Раздался громкий паровозный гудок, и поезд тронулся с места.
– Я сама… То есть сам… В общем, я первый раз в жизни ем настоящий покупной бэнто! Мама у меня скупится: когда в деревню ездили, она сама нам в дорогу рисовые колобки лепила.
– Честно говоря, я и сам впервые… Всегда так хотел купить и попробовать!
Оба посмотрели друг на друга, рассмеялись, а потом уткнулись в свои коробочки с ещё тёплым завтраком. Там был кусочек солёной горбуши, кусочек омлета, бурая сосисочка и кусочек квашеной редьки.
Оба с удовольствие уплетали свой бэнто.
Пить чай из керамической коричневой чашечки для них тоже было в диковинку, так что они не могли удержаться от смеха.
– Ну спасибо! Сразу всё и слопала! Но ведь после такого раннего завтрака часов в девять-десять опять есть захочется, – заметил Маугли.
На это Акела преспокойно возразил:
– Тогда ещё бэнто купим. Да сколько угодно, хоть весь день будем покупать!
– Да-а? Серьёзно?
Акела прищурился и солидно кивнул с видом богатого купца:
– Но мы ж тогда сколько можем съесть! Не объедимся?
– Вот и здорово! Маугли же маленький – ему всегда есть хочется, – радостно засмеялся Маугли в ответ. – Ага! Я настоящий обжора! Мне однажды мама приготовила рис с соусом карри – так было вкусно, что я двенадцать раз просила добавки! Ты-то пробовал рис с карри?
– А то! До отвала ел! – ухмыльнулся Акела. – Только насчёт двенадцати раз – это ты загибаешь. Я, например, могу раза три добавки попросить – и баста.
– Да правда же! Я считала! Даже сама удивилась – как сейчас помню. Я тогда была в третьем классе.
Маугли в упор посмотрел на Акелу. Белки глаз у него были красноватые – наверное, от недосыпа.
– Приснилось это тебе!
– Нет же, я правду говорю! Почему ты мне не веришь?!
Акела недоверчиво поскрёб пятернёй голову – посыпалась белая перхоть.
– Говорят тебе, двенадцать раз! Правда же! – сердито пробормотал Маугли, обхватив колени и уткнувшись в них подбородком. – Ну правда же!

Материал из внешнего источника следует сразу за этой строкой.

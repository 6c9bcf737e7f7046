//! Generic JSON-backed document collection
//!
//! Each collection lives in one JSON file under the data directory and is
//! held in memory behind an `RwLock`. The collection remembers the on-disk
//! stamp of the file it last loaded or saved so that changes written by
//! another process can be picked up with [`Collection::changed_on_disk`].

use std::collections::HashMap;
use std::fs;
use std::path::{Path, PathBuf};
use std::sync::RwLock;
use std::time::SystemTime;

use chrono::{DateTime, Utc};
use serde::{de::DeserializeOwned, Deserialize, Serialize};

use crate::error::BudgetError;
use crate::models::{
    Budget, BudgetId, Category, CategoryId, EntityId, Goal, GoalId, Limit, LimitId, Transaction,
    TransactionId, User, UserId,
};

use super::file_io::{read_json, write_json_atomic};

/// A document stored in a [`Collection`]
pub trait Document: Clone + Serialize + DeserializeOwned + Send + Sync {
    type Id: EntityId;

    /// Entity name used in error messages
    const ENTITY: &'static str;

    fn id(&self) -> Self::Id;

    fn created_at(&self) -> DateTime<Utc>;
}

macro_rules! impl_document {
    ($doc:ty, $id:ty, $entity:literal) => {
        impl Document for $doc {
            type Id = $id;
            const ENTITY: &'static str = $entity;

            fn id(&self) -> $id {
                self.id
            }

            fn created_at(&self) -> DateTime<Utc> {
                self.created_at
            }
        }
    };
}

impl_document!(User, UserId, "User");
impl_document!(Budget, BudgetId, "Budget");
impl_document!(Transaction, TransactionId, "Transaction");
impl_document!(Category, CategoryId, "Category");
impl_document!(Goal, GoalId, "Goal");
impl_document!(Limit, LimitId, "Limit");

/// On-disk file layout
#[derive(Debug, Clone, Serialize, Deserialize)]
#[serde(bound(deserialize = "T: DeserializeOwned"))]
struct CollectionFile<T> {
    #[serde(default = "default_schema_version")]
    schema_version: u32,
    #[serde(default = "Vec::new")]
    documents: Vec<T>,
}

impl<T> Default for CollectionFile<T> {
    fn default() -> Self {
        Self {
            schema_version: default_schema_version(),
            documents: Vec::new(),
        }
    }
}

fn default_schema_version() -> u32 {
    1
}

/// Identity of a file version: modification time plus length
#[derive(Debug, Clone, Copy, PartialEq, Eq)]
struct FileStamp {
    modified: Option<SystemTime>,
    len: u64,
}

impl FileStamp {
    fn of(path: &Path) -> Option<Self> {
        let meta = fs::metadata(path).ok()?;
        Some(Self {
            modified: meta.modified().ok(),
            len: meta.len(),
        })
    }
}

/// In-memory state of a collection, used to roll back failed batches
pub type CollectionSnapshot<T> = HashMap<<T as Document>::Id, T>;

pub struct Collection<T: Document> {
    path: PathBuf,
    data: RwLock<HashMap<T::Id, T>>,
    stamp: RwLock<Option<FileStamp>>,
}

impl<T: Document> Collection<T> {
    pub fn new(path: PathBuf) -> Self {
        Self {
            path,
            data: RwLock::new(HashMap::new()),
            stamp: RwLock::new(None),
        }
    }

    pub fn path(&self) -> &Path {
        &self.path
    }

    /// Load documents from disk, replacing what is in memory
    pub fn load(&self) -> Result<(), BudgetError> {
        let file: CollectionFile<T> = read_json(&self.path)?;

        let mut data = self.data.write().map_err(write_lock_error)?;
        data.clear();
        for doc in file.documents {
            data.insert(doc.id(), doc);
        }
        drop(data);

        self.remember_stamp()
    }

    /// Save documents to disk, oldest first
    pub fn save(&self) -> Result<(), BudgetError> {
        let data = self.data.read().map_err(read_lock_error)?;

        let mut documents: Vec<_> = data.values().cloned().collect();
        documents.sort_by_key(|d| d.created_at());

        let file = CollectionFile {
            schema_version: default_schema_version(),
            documents,
        };
        write_json_atomic(&self.path, &file)?;
        drop(data);

        self.remember_stamp()
    }

    /// Whether the file was written by someone else since we last loaded or saved it
    pub fn changed_on_disk(&self) -> Result<bool, BudgetError> {
        let stamp = self.stamp.read().map_err(read_lock_error)?;
        Ok(FileStamp::of(&self.path) != *stamp)
    }

    pub fn get(&self, id: T::Id) -> Result<Option<T>, BudgetError> {
        let data = self.data.read().map_err(read_lock_error)?;
        Ok(data.get(&id).cloned())
    }

    /// Get a document or a not-found error
    pub fn require(&self, id: T::Id) -> Result<T, BudgetError> {
        self.get(id)?.ok_or_else(|| BudgetError::NotFound {
            entity_type: T::ENTITY,
            identifier: id.to_string(),
        })
    }

    /// All documents, newest first
    pub fn get_all(&self) -> Result<Vec<T>, BudgetError> {
        let data = self.data.read().map_err(read_lock_error)?;
        let mut docs: Vec<_> = data.values().cloned().collect();
        docs.sort_by_key(|d| std::cmp::Reverse(d.created_at()));
        Ok(docs)
    }

    /// Documents matching a predicate, newest first
    pub fn filter<F>(&self, predicate: F) -> Result<Vec<T>, BudgetError>
    where
        F: Fn(&T) -> bool,
    {
        let data = self.data.read().map_err(read_lock_error)?;
        let mut docs: Vec<_> = data.values().filter(|d| predicate(d)).cloned().collect();
        docs.sort_by_key(|d| std::cmp::Reverse(d.created_at()));
        Ok(docs)
    }

    /// Resolve a user-typed id (full UUID, short display id or UUID prefix)
    ///
    /// Only documents accepted by `scope` are considered. An ambiguous prefix
    /// is a validation error.
    pub fn find_by_prefix<F>(&self, input: &str, scope: F) -> Result<Option<T>, BudgetError>
    where
        F: Fn(&T) -> bool,
    {
        let data = self.data.read().map_err(read_lock_error)?;
        let mut matches = data
            .values()
            .filter(|d| scope(d) && d.id().matches(input));

        let first = matches.next().cloned();
        if first.is_some() && matches.next().is_some() {
            return Err(BudgetError::Validation(format!(
                "'{}' matches more than one {}; type more characters",
                input,
                T::ENTITY.to_lowercase()
            )));
        }
        Ok(first)
    }

    /// Insert or replace a document
    pub fn upsert(&self, doc: T) -> Result<(), BudgetError> {
        let mut data = self.data.write().map_err(write_lock_error)?;
        data.insert(doc.id(), doc);
        Ok(())
    }

    /// Remove a document, returning it if it existed
    pub fn delete(&self, id: T::Id) -> Result<Option<T>, BudgetError> {
        let mut data = self.data.write().map_err(write_lock_error)?;
        Ok(data.remove(&id))
    }

    pub fn count(&self) -> Result<usize, BudgetError> {
        let data = self.data.read().map_err(read_lock_error)?;
        Ok(data.len())
    }

    /// Copy of the in-memory state
    pub fn snapshot(&self) -> Result<CollectionSnapshot<T>, BudgetError> {
        let data = self.data.read().map_err(read_lock_error)?;
        Ok(data.clone())
    }

    /// Put back a state taken with [`Collection::snapshot`]
    pub fn restore(&self, snapshot: CollectionSnapshot<T>) -> Result<(), BudgetError> {
        let mut data = self.data.write().map_err(write_lock_error)?;
        *data = snapshot;
        Ok(())
    }

    /// Replace every document (used by backup restore and data import)
    pub fn replace_all(&self, docs: Vec<T>) -> Result<(), BudgetError> {
        let mut data = self.data.write().map_err(write_lock_error)?;
        data.clear();
        for doc in docs {
            data.insert(doc.id(), doc);
        }
        Ok(())
    }

    fn remember_stamp(&self) -> Result<(), BudgetError> {
        let mut stamp = self.stamp.write().map_err(write_lock_error)?;
        *stamp = FileStamp::of(&self.path);
        Ok(())
    }
}

pub(crate) fn read_lock_error<E: std::fmt::Display>(e: E) -> BudgetError {
    BudgetError::Storage(format!("Failed to acquire read lock: {}", e))
}

pub(crate) fn write_lock_error<E: std::fmt::Display>(e: E) -> BudgetError {
    BudgetError::Storage(format!("Failed to acquire write lock: {}", e))
}

#[cfg(test)]
mod tests {
    use super::*;
    use crate::models::{Currency, Money, TransactionKind};
    use chrono::NaiveDate;
    use tempfile::TempDir;

    fn txn(budget: BudgetId, minor: i64) -> Transaction {
        let user = UserId::new();
        Transaction::new(
            budget,
            user,
            "Anna",
            TransactionKind::Expense,
            Money::from_minor(minor),
            "Groceries",
            NaiveDate::from_ymd_opt(2025, 1, 10).unwrap(),
            user,
        )
    }

    #[test]
    fn test_upsert_save_load() {
        let temp_dir = TempDir::new().unwrap();
        let path = temp_dir.path().join("transactions.json");
        let collection: Collection<Transaction> = Collection::new(path.clone());

        let t = txn(BudgetId::new(), 100);
        collection.upsert(t.clone()).unwrap();
        collection.save().unwrap();

        let reloaded: Collection<Transaction> = Collection::new(path);
        reloaded.load().unwrap();
        assert_eq!(reloaded.count().unwrap(), 1);
        assert_eq!(reloaded.get(t.id).unwrap().unwrap(), t);
    }

    #[test]
    fn test_require_reports_entity() {
        let temp_dir = TempDir::new().unwrap();
        let collection: Collection<Goal> = Collection::new(temp_dir.path().join("goals.json"));
        let err = collection.require(GoalId::new()).unwrap_err();
        assert!(err.to_string().starts_with("Goal not found"));
    }

    #[test]
    fn test_changed_on_disk_detects_other_writer() {
        let temp_dir = TempDir::new().unwrap();
        let path = temp_dir.path().join("budgets.json");
        let ours: Collection<Budget> = Collection::new(path.clone());
        let theirs: Collection<Budget> = Collection::new(path);

        ours.load().unwrap();
        assert!(!ours.changed_on_disk().unwrap());

        let owner = User::new("a@example.com", "Anna", "hash");
        theirs
            .upsert(Budget::new("Home", &owner, Currency::Pln))
            .unwrap();
        theirs.save().unwrap();

        assert!(ours.changed_on_disk().unwrap());
        ours.load().unwrap();
        assert!(!ours.changed_on_disk().unwrap());
        assert_eq!(ours.count().unwrap(), 1);
    }

    #[test]
    fn test_snapshot_restore() {
        let temp_dir = TempDir::new().unwrap();
        let collection: Collection<Transaction> =
            Collection::new(temp_dir.path().join("transactions.json"));
        let budget = BudgetId::new();
        collection.upsert(txn(budget, 100)).unwrap();

        let snapshot = collection.snapshot().unwrap();
        collection.upsert(txn(budget, 200)).unwrap();
        assert_eq!(collection.count().unwrap(), 2);

        collection.restore(snapshot).unwrap();
        assert_eq!(collection.count().unwrap(), 1);
    }

    #[test]
    fn test_find_by_prefix_scoped() {
        let temp_dir = TempDir::new().unwrap();
        let collection: Collection<Transaction> =
            Collection::new(temp_dir.path().join("transactions.json"));
        let budget = BudgetId::new();
        let t = txn(budget, 100);
        collection.upsert(t.clone()).unwrap();

        let found = collection
            .find_by_prefix(&t.id.to_string(), |d| d.budget_id == budget)
            .unwrap();
        assert_eq!(found.unwrap().id, t.id);

        let other_budget = collection
            .find_by_prefix(&t.id.to_string(), |d| d.budget_id != budget)
            .unwrap();
        assert!(other_budget.is_none());
    }
}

Их поезд всё катился и катился, постукивая колёсами, делая остановки на маленьких станциях и полустанках. Постепенно вагон наполнился светом утреннего солнца, и пассажиры оживлённо зашевелились на своих местах. Выстроилась очередь в туалет. Кто-то тащил к выходу громоздкий багаж, кто-то входил на очередной станции и занимал места ушедших. Акеле пришлось поджать ноги, чтобы их не отдавили. Четверо пьяных обезьян дружно храпели в тамбуре, привалившись друг к дружке. У одного текли изо рта слюни. От этой неряшливой кучи спящих в тамбуре стало ещё теснее, так что Акеле и Маугли пришлось совсем съёжиться. Зрелище было мерзкое. В углу напротив старуха с узлом, сидевшая на коленях, постелив на пол кусок газеты, закуривала сигарету. Эта была на вид бывалая путешественница. Из вагона донёсся плач проснувшегося младенца. За окном показались горы. «До чего же красивы горы под лучами утреннего солнца!» – сказал кто-то.
При этих словах Акела поднялся и выглянул в окошко тамбура. Там и впрямь вроде бы маячили горы. Правда, какие-то низкие, невзрачные, иссиня-чёрного цвета. Вдоль путей бежала прозрачная речка. Акела перешёл к входной двери вагона на другой стороне тамбура, глянул в окно – и охнул. В золотистых лучах рассветного солнца, пронзая голубизну небес, вздымались ввысь контуры настоящих гор. Между освещённой частью и затенённой проходила чёткая граница, словно линия, по которой надо загибать бумажную игрушку– оригами. На самом гребне белело совсем небольшое снежное пятно. Зелень деревьев отсвечивала глянцем. Акелу пробрала дрожь восторга – таких гор ему ещё никогда видеть не приходилось. У него перехватило дыхание, и к горлу подкатил комок. Это были совсем не такие горы, как показывают в кино.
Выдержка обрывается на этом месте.